Opinion: Unveiling the Mississippi Reading ‘Miracle’ – Beyond Grade Retention

The Mississippi miracle in education is often hailed as a supernatural phenomenon, but the truth is much more grounded. The state’s impressive improvement in student achievement can be credited to the careful implementation of effective policies by dedicated individuals. While the decision to retain third-graders who don’t meet reading standards has gained significant attention, it’s important to recognize the broader program’s success rather than solely focusing on this rule.

Education officials across the country are working tirelessly to uncover the secrets behind Mississippi’s remarkable journey from last place in test scores to a more respectable position in the middle of the pack. With the impact of the pandemic causing learning loss for students nationwide, schools everywhere are grappling with the challenge of catching up. Unfortunately, most states have been unable to reach pre-2020 levels of achievement. However, Mississippi has not only achieved a personal record in reading this year but has also surpassed its peers’ gains on the National Assessment of Educational Progress.

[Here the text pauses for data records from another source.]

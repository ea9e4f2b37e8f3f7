//! Implementations of the `cairn` subcommands.

use std::io::Write;
use std::path::Path;

use cairn_config::{Config, ConfigError};
use cairn_voxel::{
    BlockRegistry, BrightnessScale, CHUNK_SIZE, ChunkAddress, ChunkBlockData, ChunkCodecError,
    ChunkError, ColorError, CompressionConfig, RegistryError, SerializedChunk, StorageError,
    Color, Transparency, VoxelTypeDef, WorldState, WorldStore, decode_chunk,
};
use thiserror::Error;

/// Chunk written by `tick` when the world has no origin chunk yet.
pub const SAMPLE_CHUNK: ChunkAddress = ChunkAddress { x: 0, y: 0, z: 0 };

const STONE_LAYERS: usize = 4;
const DIRT_LAYERS: usize = 2;

/// Errors surfaced to the command line.
#[derive(Debug, Error)]
pub enum AppError {
    #[error(transparent)]
    Config(#[from] ConfigError),
    #[error(transparent)]
    Storage(#[from] StorageError),
    #[error(transparent)]
    Color(#[from] ColorError),
    #[error(transparent)]
    Registry(#[from] RegistryError),
    #[error(transparent)]
    Chunk(#[from] ChunkError),
    #[error("failed to read {path}: {source}")]
    Read {
        path: String,
        #[source]
        source: std::io::Error,
    },
    #[error("{path}: {source}")]
    Decode {
        path: String,
        #[source]
        source: ChunkCodecError,
    },
    #[error("failed to write output: {0}")]
    Output(#[source] std::io::Error),
}

/// Storage settings derived from the loaded config.
pub fn compression_from(config: &Config) -> CompressionConfig {
    CompressionConfig {
        threshold: config.storage.compression_threshold,
        enabled: config.storage.compress,
    }
}

/// Decodes the chunk file at `path` and writes a summary to `out`.
pub fn inspect(
    path: &Path,
    scale: BrightnessScale,
    out: &mut impl Write,
) -> Result<(), AppError> {
    let bytes = std::fs::read(path).map_err(|source| AppError::Read {
        path: path.display().to_string(),
        source,
    })?;
    let chunk: ChunkBlockData = decode_chunk(&bytes).map_err(|source| AppError::Decode {
        path: path.display().to_string(),
        source,
    })?;
    tracing::debug!(bytes = bytes.len(), "decoded {}", path.display());

    let SerializedChunk { blocks, indices } = chunk.to_serialized();
    let mut counts = vec![0usize; blocks.len()];
    for &index in &indices {
        counts[index as usize] += 1;
    }

    writeln!(out, "cells:  {}", chunk.len()).map_err(AppError::Output)?;
    writeln!(out, "unique: {}", blocks.len()).map_err(AppError::Output)?;
    for (i, (block, count)) in blocks.iter().zip(&counts).enumerate() {
        let [r, g, b] = block.color.to_f32(scale);
        writeln!(
            out,
            "  #{i:<4} kind {:<5} color {:?} ({r:.3}, {g:.3}, {b:.3})  cells {count}",
            block.kind.0,
            block.color.channels(),
        )
        .map_err(AppError::Output)?;
    }
    Ok(())
}

/// Advances the world stored under the configured directory by one tick.
///
/// Also writes [`SAMPLE_CHUNK`] the first time a world is ticked.
pub fn tick(config: &Config) -> Result<WorldState, AppError> {
    let world_dir = config.storage.resolve_world_dir()?;
    tick_world(&world_dir, compression_from(config))
}

/// [`tick`] against an explicit world directory.
pub fn tick_world(
    world_dir: &Path,
    compression: CompressionConfig,
) -> Result<WorldState, AppError> {
    let store = WorldStore::open(world_dir, compression)?;

    let mut state = store.load_world()?.unwrap_or_default();
    state.advance();
    store.save_world(&state)?;

    if !store.has_chunk(SAMPLE_CHUNK) {
        let registry = default_registry()?;
        let chunk = sample_chunk(&registry)?;
        store.save_chunk(SAMPLE_CHUNK, &chunk)?;
        tracing::info!(
            unique = chunk.unique_count(),
            "wrote sample chunk to {}",
            store.chunk_path(SAMPLE_CHUNK).display()
        );
    }

    tracing::info!(tick = state.tick, "world advanced");
    Ok(state)
}

/// Air plus a few terrain types.
pub fn default_registry() -> Result<BlockRegistry, AppError> {
    let mut registry = BlockRegistry::new();
    for (name, color) in [
        ("stone", Color::new(128, 128, 128)),
        ("dirt", Color::new(134, 96, 67)),
        ("grass", Color::new(95, 159, 53)),
    ] {
        registry.register(VoxelTypeDef {
            name: name.to_string(),
            solid: true,
            transparency: Transparency::Opaque,
            default_color: color,
        })?;
    }
    Ok(registry)
}

/// Layered terrain built from the registry's shared default blocks, so each
/// type occupies a single instance in the chunk.
pub fn sample_chunk(registry: &BlockRegistry) -> Result<ChunkBlockData, AppError> {
    let shared = |name: &str| {
        registry
            .lookup_by_name(name)
            .and_then(|id| registry.shared_block(id))
            .unwrap_or_else(|| registry.air())
    };
    let stone = shared("stone");
    let dirt = shared("dirt");
    let grass = shared("grass");

    let mut chunk = ChunkBlockData::filled(registry.air());
    for y in 0..=STONE_LAYERS + DIRT_LAYERS {
        let layer = match y {
            y if y < STONE_LAYERS => &stone,
            y if y < STONE_LAYERS + DIRT_LAYERS => &dirt,
            _ => &grass,
        };
        for z in 0..CHUNK_SIZE {
            for x in 0..CHUNK_SIZE {
                chunk.set_xyz(x, y, z, layer.clone())?;
            }
        }
    }
    Ok(chunk)
}
//! World-level persisted state.
//!
//! Stored next to the chunk files as a one-element record `[tick]`, using
//! the same array-wrapped layout as the chunk records.

use serde::{Deserialize, Deserializer, Serialize, Serializer};

/// Global simulation state saved with a world.
#[derive(Clone, Copy, Debug, Default, PartialEq, Eq)]
pub struct WorldState {
    /// Number of simulation ticks elapsed.
    pub tick: u64,
}

impl WorldState {
    /// Creates a state at the given tick.
    pub fn new(tick: u64) -> Self {
        Self { tick }
    }

    /// Moves to the next tick and returns it.
    pub fn advance(&mut self) -> u64 {
        self.tick += 1;
        self.tick
    }
}

impl Serialize for WorldState {
    fn serialize<S: Serializer>(&self, serializer: S) -> Result<S::Ok, S::Error> {
        (self.tick,).serialize(serializer)
    }
}

impl<'de> Deserialize<'de> for WorldState {
    fn deserialize<D: Deserializer<'de>>(deserializer: D) -> Result<Self, D::Error> {
        let (tick,) = <(u64,)>::deserialize(deserializer)?;
        Ok(Self { tick })
    }
}
//! Narrator persona and prompt rendering.

use std::str::FromStr;

use super::NarrationContext;

/// Narrator tone - colours the persona handed to the text generator.
#[derive(Debug, Clone, Copy, PartialEq, Eq, Default)]
pub enum NarratorTone {
    /// Mysterious, slightly ominous.
    #[default]
    Ominous,
    /// Playful and light.
    Whimsical,
    /// Hard-boiled detective.
    Noir,
    /// Understated, wry.
    Dry,
}

impl NarratorTone {
    /// All tones, in display order.
    pub const ALL: [Self; 4] = [Self::Ominous, Self::Whimsical, Self::Noir, Self::Dry];

    /// Lowercase name, as accepted on the command line.
    pub fn name(&self) -> &'static str {
        match self {
            Self::Ominous => "ominous",
            Self::Whimsical => "whimsical",
            Self::Noir => "noir",
            Self::Dry => "dry",
        }
    }

    fn persona(&self) -> &'static str {
        match self {
            Self::Ominous => "a mysterious, slightly ominous AI narrator",
            Self::Whimsical => "a playful, whimsical narrator with a fondness for odd details",
            Self::Noir => "a world-weary noir narrator who has seen too many locked rooms",
            Self::Dry => "a dry, understated narrator",
        }
    }
}

impl FromStr for NarratorTone {
    type Err = String;

    fn from_str(s: &str) -> Result<Self, Self::Err> {
        Self::ALL
            .into_iter()
            .find(|t| t.name().eq_ignore_ascii_case(s.trim()))
            .ok_or_else(|| format!("unknown tone: {s}"))
    }
}

/// Configuration for a text-generating narrator.
#[derive(Debug, Clone)]
pub struct NarratorConfig {
    /// The tone of narration.
    pub tone: NarratorTone,
    /// Sampling temperature.
    pub temperature: f32,
    /// Upper bound on generated tokens.
    pub max_tokens: u32,
}

impl Default for NarratorConfig {
    fn default() -> Self {
        Self {
            tone: NarratorTone::default(),
            temperature: 0.7,
            max_tokens: 150,
        }
    }
}

impl NarratorConfig {
    /// Create a new narrator config with defaults.
    pub fn new() -> Self {
        Self::default()
    }

    /// Set the tone.
    pub fn with_tone(mut self, tone: NarratorTone) -> Self {
        self.tone = tone;
        self
    }

    /// Set the temperature.
    pub fn with_temperature(mut self, temperature: f32) -> Self {
        self.temperature = temperature;
        self
    }

    /// Set the token limit.
    pub fn with_max_tokens(mut self, max_tokens: u32) -> Self {
        self.max_tokens = max_tokens;
        self
    }

    /// The system message for the narrator.
    pub fn system_prompt(&self) -> String {
        format!(
            "You are {} for an escape room. Be atmospheric and engaging, but don't give away \
             solutions directly.",
            self.tone.persona()
        )
    }

    /// The user message describing the turn.
    pub fn render_prompt(&self, ctx: &NarrationContext) -> String {
        let mut lines = vec![
            "The game engine has already shown the player the factual result of their \
             command. Your job is ONLY to add immersive atmosphere."
                .to_string(),
            String::new(),
            format!("Theme: {}", ctx.theme),
            format!("Setting: {}", ctx.setting),
            format!("Current room: {} - {}", ctx.room_name, ctx.room_description),
        ];
        if !ctx.visible_items.is_empty() {
            lines.push(format!("Visible here: {}", ctx.visible_items.join(", ")));
        }
        lines.extend([
            format!("Current situation: {}", ctx.last_result),
            String::new(),
            format!("Player's last action: {}", ctx.player_input),
            format!("Inventory: {}", list_or_nothing(&ctx.inventory)),
            format!(
                "Progress: {}/{} puzzles solved",
                ctx.puzzles_solved, ctx.puzzles_total
            ),
            format!("Commands tried: {}", ctx.commands_tried),
        ]);

        if !ctx.hints.is_empty() {
            lines.push(String::new());
            lines.push("Progressive hints (weave these in subtly, never verbatim):".to_string());
            lines.extend(ctx.hints.iter().map(|hint| format!("- {hint}")));
        }

        lines.push(String::new());
        lines.push(
            "Write 1-2 sentences of atmospheric narration. Focus on mood, senses, and \
             tension. Never repeat the items, room details, or action result above."
                .to_string(),
        );
        lines.join("\n")
    }
}

fn list_or_nothing(names: &[String]) -> String {
    if names.is_empty() {
        "nothing".to_string()
    } else {
        names.join(", ")
    }
}
use rand::seq::IndexedRandom;

/// Themes offered when the player does not name one.
pub const THEMES: &[&str] = &[
    "Haunted Victorian Mansion",
    "Abandoned Space Station",
    "Ancient Egyptian Tomb",
    "Mad Scientist's Laboratory",
    "Pirate Ship",
    "Time Machine Malfunction",
    "Zombie Apocalypse Bunker",
    "Magic Academy",
    "Bank Heist Gone Wrong",
    "Underwater Research Base",
];

/// Pick a theme at random.
pub fn random_theme() -> &'static str {
    THEMES
        .choose(&mut rand::rng())
        .copied()
        .unwrap_or("Haunted Victorian Mansion")
}

#[cfg(test)]
mod tests {
    use super::*;

    #[test]
    fn random_theme_is_from_list() {
        for _ in 0..20 {
            assert!(THEMES.contains(&random_theme()));
        }
    }
}
use std::fs;
use std::io::ErrorKind;
use std::path::{Path, PathBuf};

use kh_world::World;

/// What the store found at its path.
pub enum Loaded {
    /// A usable current-format world.
    Current(World),
    /// A world without actions or progressive hints.
    Stale,
    /// Nothing saved yet.
    Missing,
    /// The file exists but could not be read or decoded.
    Unreadable(String),
}

/// The scenario file the play command loads from and saves to.
pub struct ScenarioStore {
    path: PathBuf,
}

impl ScenarioStore {
    pub fn new(path: impl Into<PathBuf>) -> Self {
        Self { path: path.into() }
    }

    /// `~/.keyhole/scenario.json`, or `./.keyhole/scenario.json` without a home dir.
    pub fn default_path() -> PathBuf {
        dirs::home_dir()
            .unwrap_or_else(|| PathBuf::from("."))
            .join(".keyhole")
            .join("scenario.json")
    }

    pub fn path(&self) -> &Path {
        &self.path
    }

    pub fn load(&self) -> Loaded {
        let bytes = match fs::read(&self.path) {
            Ok(bytes) => bytes,
            Err(e) if e.kind() == ErrorKind::NotFound => return Loaded::Missing,
            Err(e) => return Loaded::Unreadable(e.to_string()),
        };

        match World::from_json(&bytes) {
            Ok(world) if world.is_current_format() => {
                log::info!("loaded scenario from {}", self.path.display());
                Loaded::Current(world)
            }
            Ok(_) => Loaded::Stale,
            Err(e) => Loaded::Unreadable(e.to_string()),
        }
    }

    pub fn save(&self, world: &World) -> Result<(), String> {
        if let Some(parent) = self.path.parent().filter(|p| !p.as_os_str().is_empty()) {
            fs::create_dir_all(parent)
                .map_err(|e| format!("cannot create {}: {e}", parent.display()))?;
        }
        let bytes = world.to_json().map_err(|e| e.to_string())?;
        fs::write(&self.path, bytes)
            .map_err(|e| format!("cannot write {}: {e}", self.path.display()))?;
        log::info!("saved scenario to {}", self.path.display());
        Ok(())
    }
}

#[cfg(test)]
mod tests {
    use super::*;
    use kh_world::{Room, WorldDocument, builtin};
    use tempfile::TempDir;

    #[test]
    fn missing_file() {
        let dir = TempDir::new().unwrap();
        let store = ScenarioStore::new(dir.path().join("scenario.json"));
        assert!(matches!(store.load(), Loaded::Missing));
    }

    #[test]
    fn save_then_load() {
        let dir = TempDir::new().unwrap();
        let store = ScenarioStore::new(dir.path().join("nested").join("scenario.json"));
        store.save(&builtin::uncles_study("Pirate Ship")).unwrap();

        match store.load() {
            Loaded::Current(world) => assert_eq!(world.meta.theme, "Pirate Ship"),
            _ => panic!("expected a current world"),
        }
    }

    #[test]
    fn stale_document() {
        let dir = TempDir::new().unwrap();
        let store = ScenarioStore::new(dir.path().join("scenario.json"));
        let world = World::from_document(WorldDocument {
            rooms: vec![Room::new("cell", "Cell")],
            ..WorldDocument::default()
        })
        .unwrap();
        store.save(&world).unwrap();
        assert!(matches!(store.load(), Loaded::Stale));
    }

    #[test]
    fn garbage_is_unreadable() {
        let dir = TempDir::new().unwrap();
        let path = dir.path().join("scenario.json");
        fs::write(&path, "not json").unwrap();
        assert!(matches!(ScenarioStore::new(path).load(), Loaded::Unreadable(_)));
    }
}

The policy in question, which requires third-grade students to demonstrate reading proficiency before moving on to fourth grade, has garnered significant attention. Although Mississippi isn’t alone in enforcing such a standard, with over a dozen other states implementing retention policies, it remains a controversial measure. Retaining students can have social and emotional consequences, as it may result in friends being left behind. The long-term effects of retention policies applied in later grades are clear, as increased chronic absenteeism and dropout rates often outweigh the benefits of additional instructional time. However, when it comes to younger students, the impact is less certain.

Older studies from the 1990s caution against retaining students at any age, but recent analyses paint a more optimistic picture. Evidence suggests that while retaining students in middle or high school may lead to disengagement, retaining elementary school students can result in more positive outcomes. A review conducted this year, which focused on early literacy policies from the 2010s, revealed that states with retention strategies experienced greater progress in test scores. Additionally, an analysis of the initial group of students affected by Mississippi’s rule concluded that repeating third grade led to significantly higher reading scores in sixth grade, particularly for Black and Hispanic students.

These findings are promising; however, it’s crucial to understand that retention alone is not responsible for these improvements. It’s difficult to separate the effects of retention from the additional support provided to held-back students in states that have revamped their literacy approach. Beyond repeating a year, these students receive after-class tutoring, specialized instruction during school hours, and other forms of assistance that a simple repeat of the previous year wouldn’t offer.

There’s another hurdle to consider: Retention is both unpopular among parents and expensive for schools. As a result, many schools are reluctant to retain students. Some choose to grant exemptions, with varying levels of thoughtfulness depending on the circumstances (such as English as a second language, disabilities, or previous retention). However, the preferable approach is for schools to focus on prevention by detecting struggling students early and providing appropriate interventions. Mississippi, for example, has managed to bring approximately 75% of students to pass the initial assessment and closer to 85% to pass the retest.

While retention policies may lead to increased average scores for school districts due to the gains made by both retained and non-retained students, it’s important to acknowledge that these improvements are not solely attributed to retention. In Mississippi, literacy coaches have been carefully selected, trained, and monitored by the state to support teachers in adopting evidenced-based reading instruction. Teacher preparation programs have also incorporated these methods, and recommended curricular materials align with the state’s approach. When students fall behind, they are promptly identified and provided with assistance.

Retention, when implemented as part of a comprehensive strategy, may prove beneficial in helping students catch up after the disruptions caused by COVID-19. However, retention without such a strategy can be counterproductive and potentially harmful. It’s crucial to shift the focus away from retention as a miraculous solution and instead prioritize early intervention and comprehensive support. Silver bullets and miracles may be elusive, but with time and the right approach, we can undoubtedly make progress in addressing learning loss.